Looking Toward the Future of the White Supremacist Movement
The National Alliance, for decades the nation's leading neo-Nazi group, is losing money and members — an average of about one a day — and seems bound for still more serious trouble, perhaps even dissolution. The World Church of the Creator, the second most important neo-Nazi organization, has virtually evaporated since its leader was jailed last January on charges of having solicited the murder of a federal judge.
The closest thing the movement has to a celebrity, former Klan leader David Duke, is serving a prison sentence that won't end until next year.
Is the American radical right collapsing?
It would be easy to conclude that these facts, coupled with a remarkable number of other arrests and additional internal movement problems, are symptoms of the crack-up of the extreme right. But it would also be wrong.
The fact is, the radical right seems to be here to stay. Even as some sectors of the movement founder, other areas — anti-immigrant groups, neo-Confederates, the more genteel "academic racists" and others — are expanding.

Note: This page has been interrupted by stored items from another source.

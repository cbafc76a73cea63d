//! The predictor engine (component 4.F): turns retained traces into live
//! per-step and whole-trace duration estimates.

use crate::accumulator::Accumulator;
use pbars_errors::PbarsError;
use pbars_hotstore::{DurableStore, DurableTrace};
use pbars_ids::{BarId, TraceId};
use pbars_schema::{BarSchema, Technique};
use std::collections::{HashMap, HashSet};
use std::sync::Arc;
use tokio::sync::Mutex;

/// How long a stale percentile cell's last known estimate is served before
/// the engine pays for a full rescan of the durable store (§4.F: "a burst of
/// evictions should not each trigger their own rescan").
pub const DEFAULT_MIN_RECOMPUTE_INTERVAL_SECONDS: f64 = 5.0;

#[derive(Debug, Clone, Copy, PartialEq, Eq, Hash)]
enum CellTarget {
    Step(u32),
    WholeDefault,
}

#[derive(Debug, Clone, Copy, PartialEq, Eq, Hash)]
struct CellKey {
    bar_id: BarId,
    version: u64,
    target: CellTarget,
}

struct Cell {
    accumulator: Accumulator,
    cached_estimate: Option<f64>,
    last_recompute_at: f64,
}

impl Cell {
    fn new(technique: Technique) -> Self {
        Self {
            accumulator: Accumulator::new(technique),
            cached_estimate: None,
            last_recompute_at: 0.0,
        }
    }
}

fn step_duration(step: &pbars_hotstore::DurableTraceStep) -> f64 {
    (step.finished_at - step.started_at).max(0.0)
}

/// Tracks running per-cell statistics for every `(bar, version)` this
/// process has seen a retained or evicted trace for, plus a small
/// sum-of-per-step cache for the canonical whole-trace estimate.
pub struct PredictorEngine<D: DurableStore> {
    durable: Arc<D>,
    cells: Mutex<HashMap<CellKey, Cell>>,
    canonical_whole: Mutex<HashMap<(BarId, u64), Option<f64>>>,
    applied: Mutex<HashSet<(BarId, u64, TraceId)>>,
    min_recompute_interval: f64,
}

impl<D: DurableStore> PredictorEngine<D> {
    #[must_use]
    pub fn new(durable: Arc<D>) -> Self {
        Self::with_min_recompute_interval(durable, DEFAULT_MIN_RECOMPUTE_INTERVAL_SECONDS)
    }

    #[must_use]
    pub fn with_min_recompute_interval(durable: Arc<D>, min_recompute_interval: f64) -> Self {
        Self {
            durable,
            cells: Mutex::new(HashMap::new()),
            canonical_whole: Mutex::new(HashMap::new()),
            applied: Mutex::new(HashSet::new()),
            min_recompute_interval,
        }
    }

    /// Folds a completed, retained trace into every per-step cell it touches
    /// plus the whole-default cell. Persists the trace to the durable store
    /// first. Idempotent: retaining the same `trace_uid` twice is a no-op on
    /// the second call (§8 property 5).
    pub async fn retain(&self, schema: &BarSchema, trace: DurableTrace) -> Result<(), PbarsError> {
        let identity = (trace.bar_id, trace.version, trace.trace_uid);
        {
            let mut applied = self.applied.lock().await;
            if !applied.insert(identity) {
                return Ok(());
            }
        }

        self.durable.insert_trace(trace.clone()).await?;

        let mut cells = self.cells.lock().await;
        let mut whole_default_total = 0.0;
        for step in &trace.steps {
            whole_default_total += step_duration(step);
            let Some(spec) = schema.step(step.position) else {
                continue;
            };
            let key = CellKey {
                bar_id: trace.bar_id,
                version: trace.version,
                target: CellTarget::Step(step.position),
            };
            let cell = cells.entry(key).or_insert_with(|| Cell::new(spec.technique));
            if spec.technique.is_linear() {
                let n = step.iterations.unwrap_or_default() as f64;
                cell.accumulator.add_pair(n, step_duration(step));
            } else {
                cell.accumulator.add(step_duration(step));
            }
        }

        let default_key = CellKey {
            bar_id: trace.bar_id,
            version: trace.version,
            target: CellTarget::WholeDefault,
        };
        let default_cell = cells
            .entry(default_key)
            .or_insert_with(|| Cell::new(schema.default_spec.technique));
        default_cell.accumulator.add(whole_default_total);
        drop(cells);

        self.canonical_whole
            .lock()
            .await
            .insert((trace.bar_id, trace.version), None);
        Ok(())
    }

    /// Reverses a previous [`Self::retain`] — used when the sampling policy
    /// evicts a trace that falls out of its retention window (§4.E).
    pub async fn evict(&self, schema: &BarSchema, trace: &DurableTrace) -> Result<(), PbarsError> {
        self.durable
            .evict_trace(trace.bar_id, trace.version, trace.trace_uid)
            .await?;

        let mut cells = self.cells.lock().await;
        let mut whole_default_total = 0.0;
        for step in &trace.steps {
            whole_default_total += step_duration(step);
            let Some(spec) = schema.step(step.position) else {
                continue;
            };
            let key = CellKey {
                bar_id: trace.bar_id,
                version: trace.version,
                target: CellTarget::Step(step.position),
            };
            if let Some(cell) = cells.get_mut(&key) {
                if spec.technique.is_linear() {
                    let n = step.iterations.unwrap_or_default() as f64;
                    cell.accumulator.remove_pair(n, step_duration(step));
                } else {
                    cell.accumulator.remove(step_duration(step));
                }
            }
        }
        let default_key = CellKey {
            bar_id: trace.bar_id,
            version: trace.version,
            target: CellTarget::WholeDefault,
        };
        if let Some(cell) = cells.get_mut(&default_key) {
            cell.accumulator.remove(whole_default_total);
        }
        drop(cells);

        self.applied
            .lock()
            .await
            .remove(&(trace.bar_id, trace.version, trace.trace_uid));
        self.canonical_whole
            .lock()
            .await
            .insert((trace.bar_id, trace.version), None);
        Ok(())
    }

    /// The current estimate for step `position`, recomputing a stale
    /// percentile cell from the durable store when due.
    pub async fn predict_step(
        &self,
        bar_id: BarId,
        version: u64,
        position: u32,
        now: f64,
    ) -> Result<Option<f64>, PbarsError> {
        self.predict_target(bar_id, version, CellTarget::Step(position), now).await
    }

    pub async fn predict_whole_default_technique(
        &self,
        bar_id: BarId,
        version: u64,
        now: f64,
    ) -> Result<Option<f64>, PbarsError> {
        self.predict_target(bar_id, version, CellTarget::WholeDefault, now).await
    }

    async fn predict_target(
        &self,
        bar_id: BarId,
        version: u64,
        target: CellTarget,
        now: f64,
    ) -> Result<Option<f64>, PbarsError> {
        let key = CellKey { bar_id, version, target };
        let needs_rescan = {
            let cells = self.cells.lock().await;
            match cells.get(&key) {
                None => return Ok(None),
                Some(cell) => {
                    cell.accumulator.is_stale() && now - cell.last_recompute_at >= self.min_recompute_interval
                }
            }
        };

        if needs_rescan {
            let CellTarget::Step(position) = target else {
                unreachable!("only percentile step cells go stale");
            };
            let retained = self.durable.scan_retained(bar_id, version, 0.0).await?;
            let samples: Vec<f64> = retained
                .iter()
                .flat_map(|t| t.steps.iter())
                .filter(|s| s.position == position)
                .map(step_duration)
                .collect();

            let mut cells = self.cells.lock().await;
            if let Some(cell) = cells.get_mut(&key) {
                cell.accumulator.rebuild_percentile(samples);
                cell.cached_estimate = cell.accumulator.estimate();
                cell.last_recompute_at = now;
            }
        }

        let cells = self.cells.lock().await;
        Ok(cells.get(&key).and_then(|cell| {
            if cell.accumulator.is_stale() {
                cell.cached_estimate
            } else {
                cell.accumulator.estimate()
            }
        }))
    }

    /// Predicts step `position`'s duration at a specific iteration count,
    /// using the fitted line when the step's technique is `best_fit.linear`.
    pub async fn predict_step_at(&self, bar_id: BarId, version: u64, position: u32, n: f64) -> Option<f64> {
        let key = CellKey {
            bar_id,
            version,
            target: CellTarget::Step(position),
        };
        let cells = self.cells.lock().await;
        cells.get(&key).and_then(|cell| cell.accumulator.predict_at(n))
    }

    /// The canonical whole-trace estimate: the sum of every step's own
    /// predicted duration. Cached and invalidated on any component step
    /// cell changing; recomputed lazily on the next call after invalidation.
    ///
    /// This is distinct from [`Self::predict_whole_default_technique`],
    /// which instead treats each retained trace's total observed duration
    /// as a single sample series under the bar's own default-spec technique.
    /// Both are exposed because the source material leaves open which one a
    /// caller means by "the whole trace's predicted duration" — a bar owner
    /// asking for a single number most likely wants the canonical sum, but
    /// one who configured `percentile_90` on the default spec clearly wants
    /// a percentile over observed totals, which only the second cell gives.
    pub async fn predict_whole(&self, schema: &BarSchema, now: f64) -> Result<Option<f64>, PbarsError> {
        let cache_key = (schema.bar_id, schema.version);
        if let Some(cached) = self.canonical_whole.lock().await.get(&cache_key).copied() {
            if let Some(value) = cached {
                return Ok(Some(value));
            }
        }

        let mut total = 0.0;
        let mut any_known = false;
        for step in &schema.steps {
            match self
                .predict_step(schema.bar_id, schema.version, step.position, now)
                .await?
            {
                Some(estimate) => {
                    total += estimate;
                    any_known = true;
                }
                None => return Ok(None),
            }
        }
        if !any_known {
            return Ok(None);
        }

        self.canonical_whole.lock().await.insert(cache_key, Some(total));
        Ok(Some(total))
    }
}

#[cfg(test)]
mod tests {
    use super::*;
    use pbars_hotstore::{DurableTraceStep, InMemoryDurableStore};
    use pbars_ids::IdGenerator;
    use pbars_schema::{SamplingConfig, SamplingTechnique, StepSpec};

    fn schema(r#gen: &IdGenerator) -> BarSchema {
        let default_spec = StepSpec::new(0, "default", false, Technique::ArithmeticMean).unwrap();
        let step1 = StepSpec::new(1, "download", false, Technique::ArithmeticMean).unwrap();
        let step2 = StepSpec::new(2, "extract", true, Technique::BestFitLinear).unwrap();
        BarSchema::new(
            r#gen.next_bar_id(),
            "acme",
            "build",
            1,
            SamplingConfig {
                max_count: 100,
                max_age_seconds: None,
                technique: SamplingTechnique::Systematic,
            },
            3600.0,
            default_spec,
            vec![step1, step2],
        )
        .unwrap()
    }

    fn trace(r#gen: &IdGenerator, bar_id: BarId, step1_secs: f64, step2_secs: f64, iterations: u64) -> DurableTrace {
        DurableTrace {
            trace_uid: r#gen.next_trace_id(),
            bar_id,
            version: 1,
            created_at: 0.0,
            steps: vec![
                DurableTraceStep {
                    position: 1,
                    iterations: None,
                    started_at: 0.0,
                    finished_at: step1_secs,
                },
                DurableTraceStep {
                    position: 2,
                    iterations: Some(iterations),
                    started_at: step1_secs,
                    finished_at: step1_secs + step2_secs,
                },
            ],
        }
    }

    #[tokio::test]
    async fn retain_feeds_step_cells_and_whole_estimate() {
        let r#gen = IdGenerator::new();
        let schema = schema(&r#gen);
        let engine = PredictorEngine::new(Arc::new(InMemoryDurableStore::new()));

        engine.retain(&schema, trace(&r#gen, schema.bar_id, 10.0, 20.0, 5)).await.unwrap();
        engine.retain(&schema, trace(&r#gen, schema.bar_id, 20.0, 40.0, 10)).await.unwrap();

        let step1 = engine
            .predict_step(schema.bar_id, schema.version, 1, 100.0)
            .await
            .unwrap();
        assert_eq!(step1, Some(15.0));

        let whole = engine.predict_whole(&schema, 100.0).await.unwrap();
        assert!(whole.is_some());
    }

    #[tokio::test]
    async fn retain_is_idempotent_for_the_same_trace_uid() {
        let r#gen = IdGenerator::new();
        let schema = schema(&r#gen);
        let engine = PredictorEngine::new(Arc::new(InMemoryDurableStore::new()));
        let t = trace(&r#gen, schema.bar_id, 10.0, 20.0, 5);

        engine.retain(&schema, t.clone()).await.unwrap();
        engine.retain(&schema, t).await.unwrap();

        let step1 = engine
            .predict_step(schema.bar_id, schema.version, 1, 100.0)
            .await
            .unwrap();
        assert_eq!(step1, Some(10.0));
    }

    #[tokio::test]
    async fn evict_undoes_a_prior_retain() {
        let r#gen = IdGenerator::new();
        let schema = schema(&r#gen);
        let engine = PredictorEngine::new(Arc::new(InMemoryDurableStore::new()));
        let t = trace(&r#gen, schema.bar_id, 10.0, 20.0, 5);

        engine.retain(&schema, t.clone()).await.unwrap();
        engine.evict(&schema, &t).await.unwrap();

        let step1 = engine
            .predict_step(schema.bar_id, schema.version, 1, 100.0)
            .await
            .unwrap();
        assert_eq!(step1, None);
    }

    #[tokio::test]
    async fn best_fit_linear_step_predicts_from_iteration_count() {
        let r#gen = IdGenerator::new();
        let schema = schema(&r#gen);
        let engine = PredictorEngine::new(Arc::new(InMemoryDurableStore::new()));

        engine.retain(&schema, trace(&r#gen, schema.bar_id, 10.0, 10.0, 5)).await.unwrap();
        engine.retain(&schema, trace(&r#gen, schema.bar_id, 10.0, 20.0, 10)).await.unwrap();

        let predicted = engine
            .predict_step_at(schema.bar_id, schema.version, 2, 20.0)
            .await
            .unwrap();
        assert!((predicted - 30.0).abs() < 1e-9);
    }
}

The increasing hegemony of multicultural ideology, the political and economic effects of advancing globalization, and a host of other factors have fostered an angry backlash that is helping the movement to grow. In fact, what we are witnessing is the realignment of the radical right — a reshuffling of groups, leaders and causes.
The movement may have taken a hit, but it is not going away.
Making the Point With Violence
This September, the grotesque story of the so-called 311 Boyz, a white gang composed of middle- and upper-class suburban Las Vegas teenagers, helped to emphasize that point. Nine members of the group — whose name is shorthand for KKK (K being the 11th letter of the alphabet) — were charged with attempted murder after allegedly smashing in another teenage boy's face with rocks. Gang members also chronicled a series of other assaults and fights on a homemade video.
A month earlier, in Derby, Conn., federal agents arrested Raymond DelVecchio after the 54-year-old man allegedly tried to trade guns to an undercover agent from the Bureau of Alcohol, Tobacco and Firearms in return for burning down a house DelVecchio feared would be rented to a black family. Prosecutors have a tape of DelVecchio saying he wanted to hang minorities. A grand jury indicted him on counts of being a felon in possession of firearms and ammunition.
Also in August, three white youths from suburban Long Island, N.Y. — two 16-year-olds and a 17-year-old — were indicted on charges of reckless endangerment and arson. The boys, who could face up to years in prison, allegedly set fire to a home containing a sleeping Mexican family. When they were arrested, one boy had photos of Klan members and anti-Hispanic literature in his pocket.
The home they allegedly firebombed was next to one from where two immigrant day laborers were abducted and beaten nearly to death about three years earlier.
These cases and countless others illustrate the continuing threat posed by right-wing extremism in America. Although those arrested apparently did not belong to larger hate groups, it seems likely that hate propaganda influenced their actions.
In the Long Island case, in particular, both local and national anti-immigrant groups with especially venomous leaders had operated in the area for years, working to build hatred toward Mexicans.
Clues to the Future
Although there is no question that the radical right has experienced a very difficult year, there are real indications that the movement may still be growing. This September, a reported 350 racist Skinheads and others made their way to Harrisburg, Pa., to attend Hammerfest 2003 — a white power music concert put on by the hardest-core Skinhead group around. That number is up sharply from the 150 who attended in 2002 and even the 220 who came to 2001's production.
In this issue, the Intelligence Report offers some clues as to the shape that the radical right is likely to take in the coming months. A major story documents the dramatically falling fortunes of the National Alliance.
But it is in the profiles of activists and leaders that readers may begin to get a real glimmer of the future. While the list is far from comprehensive, and excludes most of those who are in prison or have been profiled in these pages before, it provides a sense of what is to come.
From Gordon Lee Baum, head of the Council of Conservative Citizens hate group, to Ron Wilson, who is leading an attempted extremist takeover of the Sons of Confederate Veterans heritage group, the people described in this issue are key players on the radical fringes of the American body politic. If we carefully study these men and women, distasteful as that may be, we may all be better equipped to understand and cope with the threat they present to the rest of us.